July 6, 2009 · Leave a Comment

(KVAL News – Oregon )  After a fire destroyed all of her family’s belongings, a Eugene-area woman is warning all renters to purchase insurance.

“You can’t save the sentimental things, of course, but at least if you have children, there is something” if you have insurance, said Rhea Chrismer. “You can replace their bedrooms again.”

A fire destroyed Chrismer’s rented house and garage last Monday, charring most of the family’s belongings. The cause of the fire has not been determined and the investigation is on pause unless new information surfaces, according to Heather Miller with Lane County Fire District 1.

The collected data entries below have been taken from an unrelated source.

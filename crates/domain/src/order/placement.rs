//! Turning a validated cart into an order snapshot.

use chrono::{DateTime, Utc};
use common::{OrderId, OrderItemId, UserId};

use super::{Order, OrderDetails, OrderItem, OrderStatus, PaymentStatus};
use crate::cart::CartItem;
use crate::catalog::Product;
use crate::error::DomainError;
use crate::money::Money;

/// The complete set of writes one checkout commits atomically.
///
/// Built from the buyer's cart rows joined with the products as read at
/// checkout time. Stores persist the order and items, decrement each
/// product by its item quantity (re-checking availability), and clear the
/// buyer's cart, all in one transaction.
#[derive(Debug, Clone, PartialEq, Eq)]
pub struct OrderPlacement {
    pub order: Order,
    pub items: Vec<OrderItem>,
}

impl OrderPlacement {
    /// Validates the cart and snapshots current prices into order items.
    ///
    /// Fails with [`DomainError::EmptyCart`] for an empty cart and with
    /// [`DomainError::InsufficientStock`] naming the first line whose quantity
    /// exceeds the product's availability. No partial placement is produced.
    pub fn from_cart(
        buyer_id: UserId,
        entries: &[(CartItem, Product)],
        now: DateTime<Utc>,
    ) -> Result<Self, DomainError> {
        if entries.is_empty() {
            return Err(DomainError::EmptyCart);
        }

        let order_id = OrderId::new();
        let mut items = Vec::with_capacity(entries.len());
        for (cart_item, product) in entries {
            if cart_item.quantity == 0 || cart_item.quantity > product.available_quantity() {
                return Err(DomainError::InsufficientStock(product.id));
            }
            items.push(OrderItem {
                id: OrderItemId::new(),
                order_id,
                product_id: product.id,
                quantity: cart_item.quantity,
                unit_price: product.price,
            });
        }

        let line_totals = items
            .iter()
            .map(OrderItem::line_total)
            .collect::<Result<Vec<_>, _>>()?;
        let total_amount = Money::sum(line_totals)?;

        Ok(Self {
            order: Order {
                id: order_id,
                buyer_id,
                total_amount,
                order_status: OrderStatus::Pending,
                payment_status: PaymentStatus::Pending,
                payment_intent_id: None,
                created_at: now,
                updated_at: now,
            },
            items,
        })
    }

    /// Items sorted by product id, the order in which stores lock product rows.
    pub fn items_in_lock_order(&self) -> Vec<&OrderItem> {
        let mut items: Vec<&OrderItem> = self.items.iter().collect();
        items.sort_by_key(|item| item.product_id);
        items
    }

    pub fn into_details(self) -> OrderDetails {
        OrderDetails {
            order: self.order,
            items: self.items,
        }
    }
}

#[cfg(test)]
mod tests {
    use super::*;
    use crate::catalog::NewProduct;

    fn product(price: &str, quantity: u32) -> Product {
        NewProduct {
            title: "Item".to_string(),
            description: String::new(),
            price: Money::parse(price).unwrap(),
            quantity_available: quantity,
            images: vec![],
            category: "misc".to_string(),
        }
        .into_product(UserId::new(), Utc::now())
        .unwrap()
    }

    fn entry(buyer: UserId, product: Product, quantity: u32) -> (CartItem, Product) {
        (
            CartItem {
                buyer_id: buyer,
                product_id: product.id,
                quantity,
                added_at: Utc::now(),
            },
            product,
        )
    }

    #[test]
    fn test_two_line_cart_totals_exactly() {
        let buyer = UserId::new();
        let a = product("10.00", 5);
        let b = product("5.00", 5);
        let entries = vec![entry(buyer, a.clone(), 2), entry(buyer, b.clone(), 1)];

        let placement = OrderPlacement::from_cart(buyer, &entries, Utc::now()).unwrap();

        assert_eq!(placement.order.total_amount, Money::parse("25.00").unwrap());
        assert_eq!(placement.order.order_status, OrderStatus::Pending);
        assert_eq!(placement.order.payment_status, PaymentStatus::Pending);
        assert_eq!(placement.items.len(), 2);
        assert!(placement.items.iter().all(|i| i.order_id == placement.order.id));

        let details = placement.into_details();
        assert!(details.is_consistent());
        assert!(details.contains_product(a.id));
        assert!(details.contains_product(b.id));
    }

    #[test]
    fn test_empty_cart_is_rejected() {
        let err = OrderPlacement::from_cart(UserId::new(), &[], Utc::now()).unwrap_err();
        assert_eq!(err, DomainError::EmptyCart);
    }

    #[test]
    fn test_line_over_availability_names_product() {
        let buyer = UserId::new();
        let ok = product("1.00", 10);
        let short = product("1.00", 3);
        let short_id = short.id;
        let entries = vec![entry(buyer, ok, 1), entry(buyer, short, 5)];

        let err = OrderPlacement::from_cart(buyer, &entries, Utc::now()).unwrap_err();
        assert_eq!(err, DomainError::InsufficientStock(short_id));
    }

    #[test]
    fn test_delisted_product_cannot_be_placed() {
        let buyer = UserId::new();
        let mut p = product("1.00", 10);
        p.active = false;
        let id = p.id;

        let err = OrderPlacement::from_cart(buyer, &[entry(buyer, p, 1)], Utc::now()).unwrap_err();
        assert_eq!(err, DomainError::InsufficientStock(id));
    }

    #[test]
    fn test_snapshot_uses_price_at_checkout() {
        let buyer = UserId::new();
        let mut p = product("10.00", 10);
        p.price = Money::parse("12.00").unwrap();

        let placement =
            OrderPlacement::from_cart(buyer, &[entry(buyer, p, 3)], Utc::now()).unwrap();
        assert_eq!(placement.items[0].unit_price.to_string(), "12.00");
        assert_eq!(placement.order.total_amount.to_string(), "36.00");
    }

    #[test]
    fn test_items_in_lock_order_are_sorted() {
        let buyer = UserId::new();
        let entries: Vec<_> = (0..5).map(|_| entry(buyer, product("1.00", 9), 1)).collect();
        let placement = OrderPlacement::from_cart(buyer, &entries, Utc::now()).unwrap();

        let ids: Vec<_> = placement
            .items_in_lock_order()
            .iter()
            .map(|i| i.product_id)
            .collect();
        let mut sorted = ids.clone();
        sorted.sort();
        assert_eq!(ids, sorted);
    }
}
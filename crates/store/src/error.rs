use common::ProductId;
use thiserror::Error;

/// Errors that can occur when interacting with the store.
#[derive(Debug, Error)]
pub enum StoreError {
    /// A checkout line could not be reserved: the product no longer has enough
    /// sellable units. The whole transaction was rolled back.
    #[error("Insufficient stock for product {0}")]
    InsufficientStock(ProductId),

    /// A cart row would exceed what the product can sell. Nothing was written.
    #[error("Product {product_id} has {available} units available, requested {requested}")]
    OutOfStock {
        product_id: ProductId,
        requested: u32,
        available: u32,
    },

    /// The referenced row does not exist.
    #[error("{entity} not found: {id}")]
    NotFound { entity: &'static str, id: String },

    /// A unique constraint was violated (duplicate email, username, intent id).
    #[error("Duplicate {0}")]
    Duplicate(String),

    /// The product is referenced by order items and cannot be deleted.
    #[error("Product {0} has order history")]
    ProductHasOrderHistory(ProductId),

    /// A concurrent transaction interfered (serialization failure or deadlock).
    #[error("Concurrent modification: {0}")]
    Conflict(String),

    /// A stored row could not be mapped back into a domain value.
    #[error("Data corruption: {0}")]
    DataCorruption(String),

    /// A database error occurred.
    #[error("Database error: {0}")]
    Database(#[from] sqlx::Error),

    /// A database migration error occurred.
    #[error("Migration error: {0}")]
    Migration(#[from] sqlx::migrate::MigrateError),
}

impl StoreError {
    pub fn not_found(entity: &'static str, id: impl ToString) -> Self {
        StoreError::NotFound {
            entity,
            id: id.to_string(),
        }
    }
}

/// Result type for store operations.
pub type Result<T> = std::result::Result<T, StoreError>;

Chrismer, boyfriend Micheal Kezer and Chrismer’s three children were not home. The family was renting the property on Territorial Road but did not have renters insurance.

According to a Farmers Insurance branch in Eugene , the average person will pay less than $200 a year for a renters insurance policy.

“We’re not going to let this stop our little family,” she said. “I’m learning good things come from bad things. You meet really good people.”

People like the passerby who saw smoke coming from the house Monday, searched the rooms for people and finding none, let the family’s dogs outside. The dogs survived.

People like the communities of Crow and Lorane, who have offered clothes and started fundraising efforts. If you would like to donate to the family, an account has been set up at the Selco Bank on Gateway Street. Mention the Kezer Family Fund.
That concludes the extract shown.